Hyperventilation begins in the first trimester and may increase up to 42% in late pregnancy. Approximately 50% of pregnant women complained of dyspnea by gestation week 19, which increased to 75% by 31 weeks. Pregnant patients (25%) develop moderate hypoxemia and some develop an abnormal alveolar-arterial oxygen gradient when placed in the supine position1,19. Ventilation patterns and patient position must be adjusted for the pregnant patient so as to avoid hypoxemia1,20.
The mucosa of the upper airways has a tendency to become friable and edematous due to increased serum estrogen concentrations in pregnant women2,. Up to one third of pregnant women experience severe rhinitis, which predisposes them to frequent nosebleeds and upper respiratory tract infections1,2.
Circulatory system changes and its implications:
In pregnancy, changes will include increase in the number of erythrocytes and leukocytes, erythrocyte sedimentation rate, and most of the clotting factors, causing a hypercoagulable state.2,10
Disproportionate rise in red blood cell mass accounts for the "hemodilution" or physiologic anemia of pregnancy that is maximal by approximately 30 to 32 week's gestation.1 These changes will protect the mother from volume depletion due to excessive peripartum hemorrhage and to lessen the chance of thrombotic event occurrence.

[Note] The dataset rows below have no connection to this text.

use repository::RepositoryError;
use thiserror::Error;

/// The main error type for every service operation.
#[derive(Debug, Error)]
pub enum ServiceError {
    /// The referenced entity does not exist.
    #[error("{0} not found")]
    NotFound(String),
    /// The operation is not allowed from the entity's current state.
    #[error("{0}")]
    InvalidState(String),
    /// The operation is redundant or clashes with existing data.
    #[error("{0}")]
    Conflict(String),
    /// The caller may not act on this entity.
    #[error("{0}")]
    Forbidden(String),
    /// A product cannot cover the requested quantity.
    #[error("Insufficient stock for {product}: {available} available, {requested} requested")]
    InsufficientStock {
        product: String,
        available: i32,
        requested: i32,
    },
    /// Malformed input.
    #[error("Invalid input: {0}")]
    Validation(String),
    /// Bad credentials or missing caller identity.
    #[error("{0}")]
    Unauthorized(String),
    /// A repository (database) operation failed.
    #[error("Database error: {0}")]
    Db(RepositoryError),
    /// Some unexpected or unhandled error.
    #[error("Unexpected error: {0}")]
    Unexpected(String),
}

impl From<RepositoryError> for ServiceError {
    fn from(err: RepositoryError) -> Self {
        match err {
            RepositoryError::Conflict(msg) => ServiceError::Conflict(msg),
            RepositoryError::NotFound => ServiceError::NotFound("record".into()),
            other => ServiceError::Db(other),
        }
    }
}

pub(crate) fn not_found(what: &str, id: impl std::fmt::Display) -> ServiceError {
    ServiceError::NotFound(format!("{what} {id}"))
}

pub(crate) fn invalid(msg: impl Into<String>) -> ServiceError {
    ServiceError::InvalidState(msg.into())
}

pub(crate) fn conflict(msg: impl Into<String>) -> ServiceError {
    ServiceError::Conflict(msg.into())
}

Increased levels of circulating catecholamines and cortisol contribute to the leukocytosis seen in pregnancy.2,22 Clotting factors VII-X are increased and anti clotting factors XI and XIII are decreased. Therefore, pregnancy is considered to be a hyper coagulable state, increasing the risk for thromboembolism.17 Pregnant women have a fivefold increase in the likelihood of thromboembolic events, compared with non-pregnant patients.1,25 Acute thromboembolism during pregnancy requires intravenous anticoagulation for 5 to 10 days, followed every 8 to 12 hours by subcutaneous injections to prolong the partial thromboplastin time at least to 1.5 times control throughout the dosing interval. Treatment with heparin, aspirin, or intravenous immunoglobulin's decreased the fetal loss rate26 and heparin is preferred because it does not cross the placenta, has a much more predictable dose response because of low protein-binding (unlike unfractionated heparin), and has been demonstrated to be more effective than heparin for prophylaxis and less likely to cause major spontaneous bleeding.1,27
Gastrointestinal System changes and its implications:
The main GI changes are nausea, vomiting, and heartburn which are due to mechanical changes resulting from an enlarging fetus, in combination with hormonal changes. Two thirds of pregnant patients complain of nausea and vomiting, with the peak frequency at the end of the first trimester.1, Pyrosis (heartburn) occurs in approximately 30% to 50% of pregnant women. Reflux occurs as a result of an increased intra gastric pressure due to the enlarging fetus, slow gastric emptying rate, and decreased resting pressure of the lower gastroesophageal sphincter.27,31 Pathophysiology of nausea and vomiting during pregnancy is thought to be due to the hormonal effects of estrogen and progesterone.32 Other changes include hepatic dysfunction and iron deficiency.
Liver dysfunction may lead to preeclampsia (a placental-induced triad of hypertension, proteinuria, and edema), HELLP syndrome (hemolysis, elevated liver enzymes, low platelets), obstructive cholestasis, and acute fatty liver of pregnancy.35 The exact cause of preeclampsia has not been identified. Pregnant women with elevated blood pressure should be referred to the primary physician or obstetrician to be evaluated for possible developing preeclampsia.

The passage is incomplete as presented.